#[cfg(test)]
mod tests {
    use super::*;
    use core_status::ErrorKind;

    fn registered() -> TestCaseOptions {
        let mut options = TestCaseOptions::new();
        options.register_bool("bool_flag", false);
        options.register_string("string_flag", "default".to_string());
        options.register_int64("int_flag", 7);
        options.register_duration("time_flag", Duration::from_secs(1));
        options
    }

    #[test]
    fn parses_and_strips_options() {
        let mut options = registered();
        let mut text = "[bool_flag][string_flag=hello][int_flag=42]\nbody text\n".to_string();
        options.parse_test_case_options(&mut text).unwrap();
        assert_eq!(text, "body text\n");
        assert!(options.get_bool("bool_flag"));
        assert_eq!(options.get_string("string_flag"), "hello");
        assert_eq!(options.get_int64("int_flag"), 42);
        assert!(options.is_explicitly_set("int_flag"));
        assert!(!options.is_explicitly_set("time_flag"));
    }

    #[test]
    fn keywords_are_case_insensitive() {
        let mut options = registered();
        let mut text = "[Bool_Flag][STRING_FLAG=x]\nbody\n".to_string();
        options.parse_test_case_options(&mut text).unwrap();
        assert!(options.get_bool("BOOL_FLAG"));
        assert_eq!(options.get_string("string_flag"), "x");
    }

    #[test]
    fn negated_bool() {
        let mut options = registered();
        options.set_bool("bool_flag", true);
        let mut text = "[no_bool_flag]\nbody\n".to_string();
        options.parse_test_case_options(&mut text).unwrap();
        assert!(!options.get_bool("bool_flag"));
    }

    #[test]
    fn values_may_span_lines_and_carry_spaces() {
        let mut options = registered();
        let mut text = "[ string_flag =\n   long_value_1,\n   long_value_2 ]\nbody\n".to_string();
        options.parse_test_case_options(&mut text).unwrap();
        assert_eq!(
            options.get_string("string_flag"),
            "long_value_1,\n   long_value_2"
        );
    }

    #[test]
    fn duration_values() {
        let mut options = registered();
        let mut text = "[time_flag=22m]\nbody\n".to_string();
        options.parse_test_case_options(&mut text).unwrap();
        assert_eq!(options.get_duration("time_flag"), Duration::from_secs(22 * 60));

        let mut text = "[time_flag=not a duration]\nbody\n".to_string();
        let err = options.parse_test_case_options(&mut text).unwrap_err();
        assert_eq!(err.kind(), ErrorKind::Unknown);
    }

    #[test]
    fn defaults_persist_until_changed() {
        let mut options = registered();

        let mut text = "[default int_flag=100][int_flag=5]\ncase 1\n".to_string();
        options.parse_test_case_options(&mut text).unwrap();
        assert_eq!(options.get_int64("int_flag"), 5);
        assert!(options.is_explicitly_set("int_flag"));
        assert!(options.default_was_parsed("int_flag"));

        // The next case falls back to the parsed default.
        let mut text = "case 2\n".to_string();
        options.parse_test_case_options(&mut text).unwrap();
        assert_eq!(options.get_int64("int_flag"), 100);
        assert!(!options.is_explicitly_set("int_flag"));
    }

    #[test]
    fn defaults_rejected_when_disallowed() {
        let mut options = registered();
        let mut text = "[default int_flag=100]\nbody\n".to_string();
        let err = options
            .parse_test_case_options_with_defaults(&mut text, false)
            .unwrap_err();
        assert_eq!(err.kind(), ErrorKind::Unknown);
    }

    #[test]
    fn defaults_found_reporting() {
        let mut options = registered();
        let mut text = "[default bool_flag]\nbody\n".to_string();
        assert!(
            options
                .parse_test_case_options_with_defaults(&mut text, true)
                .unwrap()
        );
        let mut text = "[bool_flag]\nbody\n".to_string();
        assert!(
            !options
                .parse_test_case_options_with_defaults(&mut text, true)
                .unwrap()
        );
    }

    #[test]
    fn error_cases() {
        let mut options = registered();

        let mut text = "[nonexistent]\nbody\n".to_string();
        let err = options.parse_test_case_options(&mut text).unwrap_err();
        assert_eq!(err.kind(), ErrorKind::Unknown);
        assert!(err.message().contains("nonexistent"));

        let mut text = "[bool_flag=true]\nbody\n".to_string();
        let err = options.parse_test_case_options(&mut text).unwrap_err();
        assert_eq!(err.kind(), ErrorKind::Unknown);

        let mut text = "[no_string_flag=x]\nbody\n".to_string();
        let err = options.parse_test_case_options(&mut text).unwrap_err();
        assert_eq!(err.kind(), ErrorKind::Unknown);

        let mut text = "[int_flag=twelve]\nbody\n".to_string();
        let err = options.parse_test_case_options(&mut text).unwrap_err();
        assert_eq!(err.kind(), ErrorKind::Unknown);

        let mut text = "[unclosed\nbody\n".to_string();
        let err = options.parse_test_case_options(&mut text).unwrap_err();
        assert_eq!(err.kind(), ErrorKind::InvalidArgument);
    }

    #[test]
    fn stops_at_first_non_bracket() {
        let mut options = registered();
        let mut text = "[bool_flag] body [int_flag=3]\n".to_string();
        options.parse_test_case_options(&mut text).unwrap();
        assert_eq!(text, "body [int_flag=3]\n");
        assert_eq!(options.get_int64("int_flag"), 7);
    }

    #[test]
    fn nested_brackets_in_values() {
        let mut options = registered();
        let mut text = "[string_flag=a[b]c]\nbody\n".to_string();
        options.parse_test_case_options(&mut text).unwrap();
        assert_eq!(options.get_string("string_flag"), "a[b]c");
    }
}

++++++++++

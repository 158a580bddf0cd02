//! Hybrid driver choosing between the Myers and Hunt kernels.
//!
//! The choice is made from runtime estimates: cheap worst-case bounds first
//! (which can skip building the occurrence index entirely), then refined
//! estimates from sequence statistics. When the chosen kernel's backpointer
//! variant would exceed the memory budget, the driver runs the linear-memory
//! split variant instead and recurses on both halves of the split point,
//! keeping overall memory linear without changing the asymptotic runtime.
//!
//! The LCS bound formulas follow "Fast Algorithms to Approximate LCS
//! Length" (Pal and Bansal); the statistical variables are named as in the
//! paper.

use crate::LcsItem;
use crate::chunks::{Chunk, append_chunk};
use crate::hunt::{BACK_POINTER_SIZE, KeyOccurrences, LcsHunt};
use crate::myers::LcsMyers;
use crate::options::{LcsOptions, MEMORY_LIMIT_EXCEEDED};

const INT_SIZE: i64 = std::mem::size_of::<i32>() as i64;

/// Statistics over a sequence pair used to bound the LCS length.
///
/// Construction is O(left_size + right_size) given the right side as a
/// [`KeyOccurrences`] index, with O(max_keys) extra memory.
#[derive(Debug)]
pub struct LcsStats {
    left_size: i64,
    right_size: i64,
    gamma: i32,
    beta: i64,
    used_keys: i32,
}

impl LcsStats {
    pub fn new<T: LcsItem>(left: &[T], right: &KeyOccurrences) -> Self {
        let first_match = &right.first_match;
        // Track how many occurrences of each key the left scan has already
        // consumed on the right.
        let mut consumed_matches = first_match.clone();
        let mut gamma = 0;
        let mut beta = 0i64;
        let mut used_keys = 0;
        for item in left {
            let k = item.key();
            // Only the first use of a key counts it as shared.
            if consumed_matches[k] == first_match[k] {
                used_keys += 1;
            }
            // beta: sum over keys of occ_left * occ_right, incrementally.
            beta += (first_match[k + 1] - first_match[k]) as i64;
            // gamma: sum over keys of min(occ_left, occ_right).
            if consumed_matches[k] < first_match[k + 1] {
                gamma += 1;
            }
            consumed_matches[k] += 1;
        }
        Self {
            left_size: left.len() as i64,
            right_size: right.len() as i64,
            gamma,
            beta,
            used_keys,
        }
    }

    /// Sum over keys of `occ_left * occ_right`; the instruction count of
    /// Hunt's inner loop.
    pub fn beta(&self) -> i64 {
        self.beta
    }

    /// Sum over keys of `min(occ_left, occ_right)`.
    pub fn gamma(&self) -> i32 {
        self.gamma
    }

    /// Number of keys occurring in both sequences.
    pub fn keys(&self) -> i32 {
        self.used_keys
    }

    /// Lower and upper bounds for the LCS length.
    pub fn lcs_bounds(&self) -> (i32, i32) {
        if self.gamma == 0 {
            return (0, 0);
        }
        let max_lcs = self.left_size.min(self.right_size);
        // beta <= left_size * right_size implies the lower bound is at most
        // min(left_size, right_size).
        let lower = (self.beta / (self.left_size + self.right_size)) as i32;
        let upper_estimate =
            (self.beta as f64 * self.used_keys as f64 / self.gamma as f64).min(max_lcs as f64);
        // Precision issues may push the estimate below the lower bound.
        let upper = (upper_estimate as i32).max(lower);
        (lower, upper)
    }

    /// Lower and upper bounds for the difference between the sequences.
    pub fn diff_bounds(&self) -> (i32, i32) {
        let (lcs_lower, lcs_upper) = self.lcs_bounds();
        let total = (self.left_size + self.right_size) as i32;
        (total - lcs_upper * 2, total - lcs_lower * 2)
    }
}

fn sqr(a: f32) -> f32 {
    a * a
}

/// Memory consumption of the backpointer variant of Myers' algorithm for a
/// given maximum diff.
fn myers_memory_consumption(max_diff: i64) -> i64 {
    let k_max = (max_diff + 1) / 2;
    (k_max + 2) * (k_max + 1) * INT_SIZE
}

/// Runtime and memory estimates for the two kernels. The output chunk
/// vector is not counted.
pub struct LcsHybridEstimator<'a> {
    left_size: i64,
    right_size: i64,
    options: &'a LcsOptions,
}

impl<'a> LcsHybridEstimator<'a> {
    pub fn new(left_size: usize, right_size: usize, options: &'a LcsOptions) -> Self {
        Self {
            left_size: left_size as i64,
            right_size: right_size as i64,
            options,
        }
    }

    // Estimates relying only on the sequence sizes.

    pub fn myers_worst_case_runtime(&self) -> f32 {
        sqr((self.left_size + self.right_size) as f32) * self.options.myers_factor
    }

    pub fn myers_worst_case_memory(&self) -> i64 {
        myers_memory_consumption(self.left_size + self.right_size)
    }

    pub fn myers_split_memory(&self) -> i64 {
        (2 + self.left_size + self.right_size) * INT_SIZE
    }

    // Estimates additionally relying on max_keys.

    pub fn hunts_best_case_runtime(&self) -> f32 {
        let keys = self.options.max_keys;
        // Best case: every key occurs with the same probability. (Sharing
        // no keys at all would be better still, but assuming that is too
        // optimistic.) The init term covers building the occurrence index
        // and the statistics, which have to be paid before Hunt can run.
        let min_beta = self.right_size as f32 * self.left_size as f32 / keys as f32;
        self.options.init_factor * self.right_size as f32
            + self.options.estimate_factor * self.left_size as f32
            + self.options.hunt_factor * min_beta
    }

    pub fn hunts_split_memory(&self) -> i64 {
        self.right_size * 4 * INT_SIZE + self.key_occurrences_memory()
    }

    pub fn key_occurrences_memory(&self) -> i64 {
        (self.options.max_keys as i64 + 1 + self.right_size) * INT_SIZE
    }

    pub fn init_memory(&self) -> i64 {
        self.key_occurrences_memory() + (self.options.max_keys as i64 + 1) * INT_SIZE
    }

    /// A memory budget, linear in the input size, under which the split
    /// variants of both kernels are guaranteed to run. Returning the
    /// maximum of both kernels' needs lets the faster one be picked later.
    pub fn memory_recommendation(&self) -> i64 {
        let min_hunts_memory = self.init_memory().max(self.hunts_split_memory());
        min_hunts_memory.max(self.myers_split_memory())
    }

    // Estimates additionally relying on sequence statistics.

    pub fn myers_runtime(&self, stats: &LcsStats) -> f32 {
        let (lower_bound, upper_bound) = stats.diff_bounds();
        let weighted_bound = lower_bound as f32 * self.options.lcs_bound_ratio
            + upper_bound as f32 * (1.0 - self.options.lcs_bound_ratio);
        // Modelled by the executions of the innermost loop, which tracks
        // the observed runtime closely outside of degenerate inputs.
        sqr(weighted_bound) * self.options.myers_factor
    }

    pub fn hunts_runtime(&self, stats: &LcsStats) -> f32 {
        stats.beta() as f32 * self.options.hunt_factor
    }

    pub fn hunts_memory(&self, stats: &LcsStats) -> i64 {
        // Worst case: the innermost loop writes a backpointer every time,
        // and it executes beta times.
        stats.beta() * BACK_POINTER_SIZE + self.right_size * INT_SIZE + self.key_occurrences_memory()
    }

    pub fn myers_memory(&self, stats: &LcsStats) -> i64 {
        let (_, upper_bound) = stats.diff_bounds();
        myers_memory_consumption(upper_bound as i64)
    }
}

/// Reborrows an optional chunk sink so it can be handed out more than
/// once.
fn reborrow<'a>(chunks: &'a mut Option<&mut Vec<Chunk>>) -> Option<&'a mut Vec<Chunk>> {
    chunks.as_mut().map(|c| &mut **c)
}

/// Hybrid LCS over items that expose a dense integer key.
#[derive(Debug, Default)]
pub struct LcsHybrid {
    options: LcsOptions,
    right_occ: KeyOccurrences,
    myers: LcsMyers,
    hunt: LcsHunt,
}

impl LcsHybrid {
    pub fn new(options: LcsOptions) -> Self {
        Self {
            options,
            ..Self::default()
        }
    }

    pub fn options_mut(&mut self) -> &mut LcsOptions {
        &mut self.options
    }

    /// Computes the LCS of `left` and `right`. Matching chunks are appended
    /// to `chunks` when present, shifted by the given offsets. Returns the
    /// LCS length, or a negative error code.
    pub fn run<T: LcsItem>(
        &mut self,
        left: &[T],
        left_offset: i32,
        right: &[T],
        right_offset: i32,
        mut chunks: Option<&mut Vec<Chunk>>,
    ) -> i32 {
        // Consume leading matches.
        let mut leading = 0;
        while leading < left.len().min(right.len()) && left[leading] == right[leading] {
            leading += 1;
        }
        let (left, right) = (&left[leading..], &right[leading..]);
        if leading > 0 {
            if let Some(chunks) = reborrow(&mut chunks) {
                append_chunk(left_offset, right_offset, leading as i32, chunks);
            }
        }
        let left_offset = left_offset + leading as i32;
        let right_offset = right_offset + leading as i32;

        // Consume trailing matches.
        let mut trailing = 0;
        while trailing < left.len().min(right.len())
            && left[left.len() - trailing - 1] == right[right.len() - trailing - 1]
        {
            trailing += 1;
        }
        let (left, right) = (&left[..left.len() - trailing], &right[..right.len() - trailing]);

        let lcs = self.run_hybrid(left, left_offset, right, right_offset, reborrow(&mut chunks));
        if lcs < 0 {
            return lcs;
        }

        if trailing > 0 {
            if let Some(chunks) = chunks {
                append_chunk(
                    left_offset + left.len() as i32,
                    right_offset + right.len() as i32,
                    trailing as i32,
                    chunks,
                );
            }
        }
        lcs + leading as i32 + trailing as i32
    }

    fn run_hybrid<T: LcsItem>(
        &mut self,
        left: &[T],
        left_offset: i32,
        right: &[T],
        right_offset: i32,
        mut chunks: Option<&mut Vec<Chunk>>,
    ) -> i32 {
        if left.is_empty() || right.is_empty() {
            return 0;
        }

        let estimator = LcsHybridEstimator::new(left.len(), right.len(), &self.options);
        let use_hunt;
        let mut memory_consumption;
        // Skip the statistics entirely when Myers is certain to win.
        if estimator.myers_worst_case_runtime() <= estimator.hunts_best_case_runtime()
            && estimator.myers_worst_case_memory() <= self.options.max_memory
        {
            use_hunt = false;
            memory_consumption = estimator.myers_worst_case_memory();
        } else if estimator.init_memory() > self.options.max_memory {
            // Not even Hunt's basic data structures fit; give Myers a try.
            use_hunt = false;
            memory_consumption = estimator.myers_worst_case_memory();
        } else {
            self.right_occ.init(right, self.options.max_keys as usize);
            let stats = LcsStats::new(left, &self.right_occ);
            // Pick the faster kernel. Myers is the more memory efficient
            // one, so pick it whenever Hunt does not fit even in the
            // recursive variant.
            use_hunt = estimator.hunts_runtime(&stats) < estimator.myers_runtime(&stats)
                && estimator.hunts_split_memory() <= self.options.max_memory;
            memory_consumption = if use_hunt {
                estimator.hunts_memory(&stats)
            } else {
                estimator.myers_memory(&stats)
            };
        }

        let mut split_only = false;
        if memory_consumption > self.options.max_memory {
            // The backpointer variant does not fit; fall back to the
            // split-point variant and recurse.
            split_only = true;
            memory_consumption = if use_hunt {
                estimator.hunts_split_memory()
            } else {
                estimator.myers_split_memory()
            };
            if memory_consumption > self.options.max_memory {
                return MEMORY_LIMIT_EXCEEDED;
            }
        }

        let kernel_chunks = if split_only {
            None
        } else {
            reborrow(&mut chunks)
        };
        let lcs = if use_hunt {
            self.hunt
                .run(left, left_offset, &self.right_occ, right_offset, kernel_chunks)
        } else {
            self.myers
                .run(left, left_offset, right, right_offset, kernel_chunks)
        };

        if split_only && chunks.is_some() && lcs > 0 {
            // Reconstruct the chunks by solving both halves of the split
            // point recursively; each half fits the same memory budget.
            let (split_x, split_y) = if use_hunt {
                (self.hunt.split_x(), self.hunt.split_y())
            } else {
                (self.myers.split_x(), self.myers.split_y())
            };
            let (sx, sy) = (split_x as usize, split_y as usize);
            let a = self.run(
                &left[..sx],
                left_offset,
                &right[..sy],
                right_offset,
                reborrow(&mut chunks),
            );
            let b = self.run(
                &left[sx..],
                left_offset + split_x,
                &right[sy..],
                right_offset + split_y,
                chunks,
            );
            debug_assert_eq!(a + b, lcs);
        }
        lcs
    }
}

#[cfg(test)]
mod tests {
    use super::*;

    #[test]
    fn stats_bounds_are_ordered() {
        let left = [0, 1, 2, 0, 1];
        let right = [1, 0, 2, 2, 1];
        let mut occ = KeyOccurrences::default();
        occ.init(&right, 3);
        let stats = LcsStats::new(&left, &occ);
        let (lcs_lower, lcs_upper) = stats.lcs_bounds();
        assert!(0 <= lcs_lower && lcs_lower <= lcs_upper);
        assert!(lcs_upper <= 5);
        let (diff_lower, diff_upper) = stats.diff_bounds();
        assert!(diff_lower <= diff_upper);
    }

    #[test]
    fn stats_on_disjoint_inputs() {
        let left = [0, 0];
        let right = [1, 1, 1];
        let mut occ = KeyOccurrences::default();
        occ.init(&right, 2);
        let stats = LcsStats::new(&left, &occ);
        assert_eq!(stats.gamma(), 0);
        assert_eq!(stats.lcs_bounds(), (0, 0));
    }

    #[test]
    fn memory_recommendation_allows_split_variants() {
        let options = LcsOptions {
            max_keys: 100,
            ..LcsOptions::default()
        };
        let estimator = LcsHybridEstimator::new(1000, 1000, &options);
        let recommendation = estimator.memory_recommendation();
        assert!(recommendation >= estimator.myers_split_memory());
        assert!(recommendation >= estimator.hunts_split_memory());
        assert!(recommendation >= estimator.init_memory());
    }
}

++++++++++

Task to carry out: From the data above, copy out every line with the string "linear" in it.

Task answer:
//! variant would exceed the memory budget, the driver runs the linear-memory
//! keeping overall memory linear without changing the asymptotic runtime.
    /// A memory budget, linear in the input size, under which the split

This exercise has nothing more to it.